Warwick Arts Centre, University of Warwick, Coventry
October 6, 2022
Commissioned by Warwick Arts Centre and Coventry UK City of Culture, and directed and choreographed by Antony Hamilton, Rewards for the Tribe is an unusual collaboration between Melbourne-based contemporary dance company Chunky Move, where Hamilton is artistic director, and Restless Dance Theatre from Adelaide, Australia’s premier dance company for dancers with and without disability.
Over an hour, it sees five dancers attempt to achieve perfect form, as represented by the geometric image that is Leonardo da Vinci’s Vitruvian Man while interacting with colourful Mondrian-like objects. Whether such perfection is achievable is debatable. Perhaps reflecting its impossibility, over the cast’s multiple attempts never quite get there.
Costume and set designer Jonathon Oxlade’s giant geometric shapes enter and leave the space by means of a system of pulleys and ropes. At the back, a white curtain rises and falls at intervals, hiding and revealing, and providing a secret spot from with cast members occasionally observe what is happening downstage as they peek through it.

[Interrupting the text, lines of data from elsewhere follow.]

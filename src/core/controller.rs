//! Generic, schema-enforcing CRUD over one entity type.
//!
//! The database knows nothing about attributes; a [`Controller`] layers the
//! schema on top of it. Every mutation runs under the store's interprocess
//! lock and inside a database transaction, so a validation or hook failure
//! leaves no partial record behind.

use crate::core::error::TauError;
use crate::core::record::{Fields, Keys, Record, RecordId};
use crate::core::schema::{Attribute, Changes, EntityKind, Referential, Relation, Schema};
use crate::core::store::Store;
use serde_json::Value;
use sha2::{Digest, Sha256};
use std::collections::BTreeMap;
use std::fmt;
use tracing::{debug, error};

/// A persisted record bound to its entity type.
#[derive(Debug, Clone, PartialEq)]
pub struct Model {
    kind: EntityKind,
    id: RecordId,
    fields: Fields,
}

impl Model {
    pub fn from_parts(kind: EntityKind, id: RecordId, fields: Fields) -> Self {
        Self { kind, id, fields }
    }

    fn from_record(kind: EntityKind, record: Record) -> Result<Self, TauError> {
        let id = record.id().ok_or_else(|| {
            TauError::InternalError(format!("{} record without an id: {}", kind, record))
        })?;
        Ok(Self::from_parts(kind, id, record.into_fields()))
    }

    pub fn kind(&self) -> EntityKind {
        self.kind
    }

    pub fn id(&self) -> RecordId {
        self.id
    }

    pub fn fields(&self) -> &Fields {
        &self.fields
    }

    pub fn schema(&self) -> &'static Schema {
        self.kind.schema()
    }

    pub fn get(&self, attr: &str) -> Option<&Value> {
        self.fields.get(attr).filter(|v| !v.is_null())
    }

    /// Stored value, or the schema default when unset.
    pub fn get_or_default(&self, attr: &str) -> Option<Value> {
        self.get(attr).cloned().or_else(|| {
            self.schema()
                .attribute(attr)
                .and_then(Attribute::default_json)
        })
    }

    pub fn get_str(&self, attr: &str) -> Option<&str> {
        self.get(attr).and_then(Value::as_str)
    }

    /// Boolean value with the schema default applied; false when unset.
    pub fn get_bool(&self, attr: &str) -> bool {
        self.get_or_default(attr)
            .and_then(|v| v.as_bool())
            .unwrap_or(false)
    }

    pub fn get_i64(&self, attr: &str) -> Option<i64> {
        self.get(attr).and_then(Value::as_i64)
    }

    pub fn get_id(&self, attr: &str) -> Option<RecordId> {
        self.get(attr).and_then(Value::as_u64)
    }

    pub fn get_ids(&self, attr: &str) -> Vec<RecordId> {
        ids_of(self.get(attr))
    }

    /// Primary key value rendered as text.
    pub fn name(&self) -> String {
        self.schema()
            .primary_key()
            .and_then(|pk| self.get(pk.name))
            .map(|v| match v {
                Value::String(text) => text.clone(),
                other => other.to_string(),
            })
            .unwrap_or_else(|| self.id.to_string())
    }

    /// SHA-256 hex digest over the canonical JSON of the hashed attributes.
    pub fn hash_digest(&self) -> Result<String, TauError> {
        let hashed: BTreeMap<&str, &Value> = self
            .schema()
            .hashed()
            .filter_map(|attr| self.get(attr.name).map(|v| (attr.name, v)))
            .collect();
        let mut hasher = Sha256::new();
        hasher.update(self.kind.name().as_bytes());
        hasher.update(b"\0");
        hasher.update(serde_json::to_vec(&hashed)?);
        Ok(format!("{:x}", hasher.finalize()))
    }

    pub fn to_record(&self) -> Record {
        Record::with_id(self.id, self.fields.clone())
    }
}

impl fmt::Display for Model {
    fn fmt(&self, f: &mut fmt::Formatter<'_>) -> fmt::Result {
        write!(f, "{} '{}'", self.kind, self.name())
    }
}

fn ids_of(value: Option<&Value>) -> Vec<RecordId> {
    value
        .and_then(Value::as_array)
        .map(|ids| ids.iter().filter_map(Value::as_u64).collect())
        .unwrap_or_default()
}

/// A resolved relationship.
#[derive(Debug, Clone, PartialEq)]
pub enum Related {
    One(Model),
    Many(Vec<Model>),
    Unset,
}

/// A model with some or all of its relationships materialized.
#[derive(Debug, Clone)]
pub struct Populated {
    pub model: Model,
    /// Stored fields, plus every default when populated with defaults.
    pub fields: Fields,
    pub related: BTreeMap<&'static str, Related>,
}

impl Populated {
    pub fn get(&self, attr: &str) -> Option<&Value> {
        self.fields.get(attr)
    }

    pub fn one(&self, attr: &str) -> Option<&Model> {
        match self.related.get(attr) {
            Some(Related::One(model)) => Some(model),
            _ => None,
        }
    }

    pub fn many(&self, attr: &str) -> &[Model] {
        match self.related.get(attr) {
            Some(Related::Many(models)) => models,
            _ => &[],
        }
    }
}

#[derive(Debug, Clone)]
pub struct Controller<'s> {
    kind: EntityKind,
    store: &'s Store,
    scope: Option<(&'static str, Value)>,
}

The performers mutter and ramble incoherently as they try to deal with the objects, adding another layer to Aviva Endean’s strange, other-worldly atonal electronic soundscape of clangs, clicks and thuds. Dressed in costumes that seem to include a dash of everything including a giant faux fur coat, the various shapes are manipulated, arranged and rearranged.
Throughout all of this, the stage resembles a young children’s playroom. At times, the movement suggests it should be playful. Indeed, some moments are accompanied by shrieks of excitement. But there’s a contradiction. It feels like they are struggling to understand the objects, let alone how to achieve their aim. Faces are invariably serious and it all seems very earnest.
It doesn’t help that, while Rewards for the Tribe is packed with ideas, for a long time it feels like a random set of ideas with connections often tenuous, and not all developed or realised as much as they might be. There’s also little in the way of dynamic contrast in tone, movement or sound. All taken together, for a long time it made for a piece that felt direction-less, that was difficult to get and handle on and that felt rather flat.
But then, out of nowhere, the work seems to find its mojo and gets more interesting. Various cleverly formed tableaux appear, all quite striking. The shapes are assembled to form an animal, and then what looks for all the world like a raft, the dancers huddled on top like migrants trying to cross an ocean. More pictures are created upstage, each looking like a modernist, surreal version of one of those old sepia family portraits. There are a couple of appealing, but naturally less than flawless, movement chains too.
Elsewhere, duos and trios emerge as the dancers, now in all-black, try to reproduce their own perfect geometric lines. The best moments come in and around a suspended flexible cube-shaped frame that, like the other objects, contains hidden microphones that amplify the sound as bodies thud against it. There’s an angular duet by Chunky Move’s Cody Lavery and Benjamin Hancock that’s full of excellent synchronicity as limbs slice through the space and crash against the cube’s framework while Restless dancers Jianna Georgiou, Michael Hodyl and Charlie Wilkins create their own geometry-inspired dance to the side. The highlight comes when the others exit, however, leaving Hodyl dancing alone and on an otherwise bare stage. There’s almost a sense of awe as he dances what feels like a duet with hanging object in front of him. It was a special moment and the one time in the piece when I felt a true connection.